Why would that enrage you? He's offering you advice on something that you don't know how to fix. You should try it. It works. Makes jumping up uncomfortable. Why would a dog do something uncomfortable?


----------



## ZoeD1217 (Feb 7, 2014)

simba405 said:


> Why would that enrage you? He's offering you advice on something that you don't know how to fix. You should try it. It works. Makes jumping up uncomfortable. Why would a dog do something uncomfortable?


I was kidding....I apologize if that went over your head

Sent from Petguide.com Free App


----------



## simba405 (Mar 14, 2013)

Sure didn't sound like you were kidding. Sounds like a real problem you have. Maybe I'm mistaken?


----------



## ZoeD1217 (Feb 7, 2014)

simba405 said:


> Sure didn't sound like you were kidding. Sounds like a real problem you have. Maybe I'm mistaken?


It is a real problem. I'm kidding in that I'm not actually enraged...
The knee up isn't new advice. It may work if an adult is doing it. It won't help a child if she's jumping though. 
I'm not blind to the fact we have a problem. I was simply making conversation on this thread. Carry on. 

Sent from Petguide.com Free App


----------



## glowingtoadfly (Feb 28, 2014)

People don't have to be enraged to post on this thread. I was just blowing off some steam.


----------



## glowingtoadfly (Feb 28, 2014)

Skadi and Grim do a lot of excited jumping. Skadi has learned not to make contact so she will jump in the air and lick your face without touching. Ninja brat!


----------



## Pax8 (Apr 8, 2014)

glowingtoadfly said:


> Skadi and Grim do a lot of excited jumping. Skadi has learned not to make contact so she will jump in the air and lick your face without touching. Ninja brat!


Haha, Kaiju will stand upright on his back legs and just sort of hang out there until you pet him. It's kind of awkward to have a 60 pound dog stand up like a human and start staring intensely at you.


----------



## glowingtoadfly (Feb 28, 2014)

I wish people did not feel that dogs were in the public domain by default.


----------



## Rocket (May 3, 2014)

I had an ex-girlfriend tell me that GSD's were known to turn on their owners and attack.. she went on to tell me that chief was not well trained (true, he's trained just not as well as I would like), when I called her out on her dog that's a little terrorist she said, "a 9lbs dog that isn't trained isn't big enough to cause problems"..... that dog runs away all the time, and tries to start fights at the dog park and she thinks it's everyone else's dog that's the problem....... and she wondered why I didn't like to go to the dog park with her... and even funnier she wondered why I left her.. haha.


----------



## lalachka (Aug 13, 2013)

I have lots of solicited dumb advice but here's one unsolicited 

My dog has really bad SA outside. Like if my daughter and I are both out together and one of us walks away or comes back from walking away he will scream really loud. 

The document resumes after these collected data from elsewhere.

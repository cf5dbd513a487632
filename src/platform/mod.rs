//! Collaborator interfaces consumed by the builtins.
//!
//! The property store, action queue, service list, mount subsystem,
//! bootloader message area and power control are owned elsewhere in the
//! init process. The builtins only see them through these traits, bundled
//! into a [`Platform`] that is built once at boot start and shared for the
//! lifetime of the process.
//!
//! All methods take `&self`: each implementation provides its own per-key
//! atomicity, which is all the builtins rely on.

pub mod memory;

use crate::fstab::Fstab;
use crate::types::{FscryptAction, KeyRef, MountMode, Transition};
use nix::sys::wait::WaitStatus;
use std::io;
use std::sync::Arc;

/// Process-wide key/value property store
pub trait PropertyStore: Send + Sync {
    fn get(&self, name: &str) -> Option<String>;

    fn set(&self, name: &str, value: &str) -> io::Result<()>;

    /// Block the action queue until `name` equals `value`.
    ///
    /// Returns false if a wait is already in progress.
    fn start_waiting(&self, name: &str, value: &str) -> bool;

    /// Ask the property service to load persistent properties from /data
    fn load_persistent(&self);

    /// Boolean view of a property. Unparseable or missing values yield `default`.
    fn get_bool(&self, name: &str, default: bool) -> bool {
        match self.get(name).as_deref() {
            Some("1" | "y" | "yes" | "on" | "true") => true,
            Some("0" | "n" | "no" | "off" | "false") => false,
            _ => default,
        }
    }
}

/// Action/trigger queue fed by the init-script parser
pub trait ActionQueue: Send + Sync {
    fn queue_event_trigger(&self, trigger: &str);

    /// Parse an init config file (or directory) into the queue.
    fn parse_config(&self, path: &str) -> bool;
}

/// Called once when a one-shot service is reaped
pub type ReapCallback = Box<dyn FnOnce(WaitStatus) + Send>;

/// A process entity expected to run once to completion
pub trait OneshotService: Send {
    fn name(&self) -> &str;

    fn add_reap_callback(&mut self, callback: ReapCallback);

    /// Start and hold further command execution until the process exits
    fn exec_start(&mut self) -> io::Result<()>;

    fn start(&mut self) -> io::Result<()>;
}

/// The service supervisor's registry
pub trait ServiceList: Send + Sync {
    /// Names of all services tagged with `class`, in registration order
    fn class_members(&self, class: &str) -> Vec<String>;

    fn contains(&self, name: &str) -> bool;

    /// Name of the service that provides `interface`
    fn find_interface(&self, interface: &str) -> Option<String>;

    fn apply(&self, name: &str, transition: Transition) -> io::Result<()>;

    fn make_oneshot(&self, argv: &[String]) -> io::Result<Box<dyn OneshotService>>;

    /// Hand a service over to supervision
    fn add_service(&self, service: Box<dyn OneshotService>);

    fn mark_post_data(&self);
}

/// The fs_mgr side of mounting
pub trait FsManager: Send + Sync {
    fn read_fstab(&self, path: &str) -> io::Result<Fstab>;

    fn read_default_fstab(&self) -> io::Result<Fstab>;

    /// Mount every applicable, not yet mounted entry. Returns an outcome code.
    fn mount_all(&self, fstab: &Fstab, mode: MountMode) -> i32;

    fn umount_all(&self, fstab: &Fstab) -> i32;

    fn swapon_all(&self, fstab: &Fstab) -> bool;

    fn remount_userdata_into_checkpointing(&self, fstab: &Fstab) -> i32;

    /// Install the file-encryption keyring
    fn install_keyring(&self) -> bool;

    /// Apply the file-encryption policy for `dir`. Returns false when the
    /// policy could not be set and the data is in an unknown state.
    fn set_directory_policy(&self, dir: &str, key: KeyRef, action: FscryptAction) -> bool;

    /// Verity mode of verified boot, or `None` if it cannot be loaded
    fn load_verity_state(&self) -> Option<i32>;
}

/// Persisted area used to pass a request across a reboot
pub trait BootloaderMessage: Send + Sync {
    fn write(&self, options: &[String]) -> io::Result<()>;
}

/// Shutdown authority of the primary process
pub trait PowerControl: Send + Sync {
    /// Begin a shutdown with `reason` (e.g. "reboot,recovery"). On a real
    /// device nothing runs afterwards.
    fn shutdown(&self, reason: &str);

    /// True once a shutdown has begun. Completion callbacks may request one
    /// outside the command flow; the sequencer checks this between commands.
    fn is_shutting_down(&self) -> bool {
        false
    }
}

/// Static facts about the device and the running process
#[derive(Debug, Clone, Copy, PartialEq, Eq)]
pub struct DeviceFlags {
    /// Running as the primary init process (direct shutdown authority)
    pub primary_process: bool,
    /// A sandboxed generic system image is running; wiping is disallowed
    pub gsi_running: bool,
    /// Dynamically updatable modules are supported
    pub apex_updatable: bool,
    /// Native file-based encryption is in use
    pub fscrypt_native: bool,
}

/// Every collaborator the builtins touch
#[derive(Clone)]
pub struct Platform {
    pub properties: Arc<dyn PropertyStore>,
    pub actions: Arc<dyn ActionQueue>,
    pub services: Arc<dyn ServiceList>,
    pub fs_mgr: Arc<dyn FsManager>,
    pub bootloader: Arc<dyn BootloaderMessage>,
    pub power: Arc<dyn PowerControl>,
    pub device: DeviceFlags,
}

impl std::fmt::Debug for Platform {
    fn fmt(&self, f: &mut std::fmt::Formatter<'_>) -> std::fmt::Result {
        f.debug_struct("Platform").field("device", &self.device).finish_non_exhaustive()
    }
}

So I come out of the post office and he screams. Some lady comes up

-why is he crying
-has problems when I walk away
-ohh. Nice dog (looks him over and notices the prong). That's a bad collar. He's screaming because he's in pain
-no, he's not. He always does this when we separate
-yeah, that's a bad collar. He's in pain
-no, he's not, otherwise he'd be screaming non stop from the time I put it on and until I take it off
-he's in pain
-thanks for sharing

And I walked away. My daughter thought I was rude because the lady was older. I'm very respectful towards everyone, especially elders. But if someone doesn't want to hear me and insists on judging - then I feel I can be rude. 


Sent from Petguide.com Free App


----------



## lalachka (Aug 13, 2013)

glowingtoadfly said:


> Pax, I have been there. A random woman with a dopey lab just told me to watch the dog whisperer when Grim was reacting. During a reaction. With the crazy disciple eyes. I cried.



It's amazing that people suggest a tv show to learn dog training. 


Sent from Petguide.com Free App


----------



## JakodaCD OA (May 14, 2000)

a few years ago I was sitting in the vet's waiting room with Masi..Masi is not a fan of my vet by any means, but she minds her own business and has no issues in the waiting room.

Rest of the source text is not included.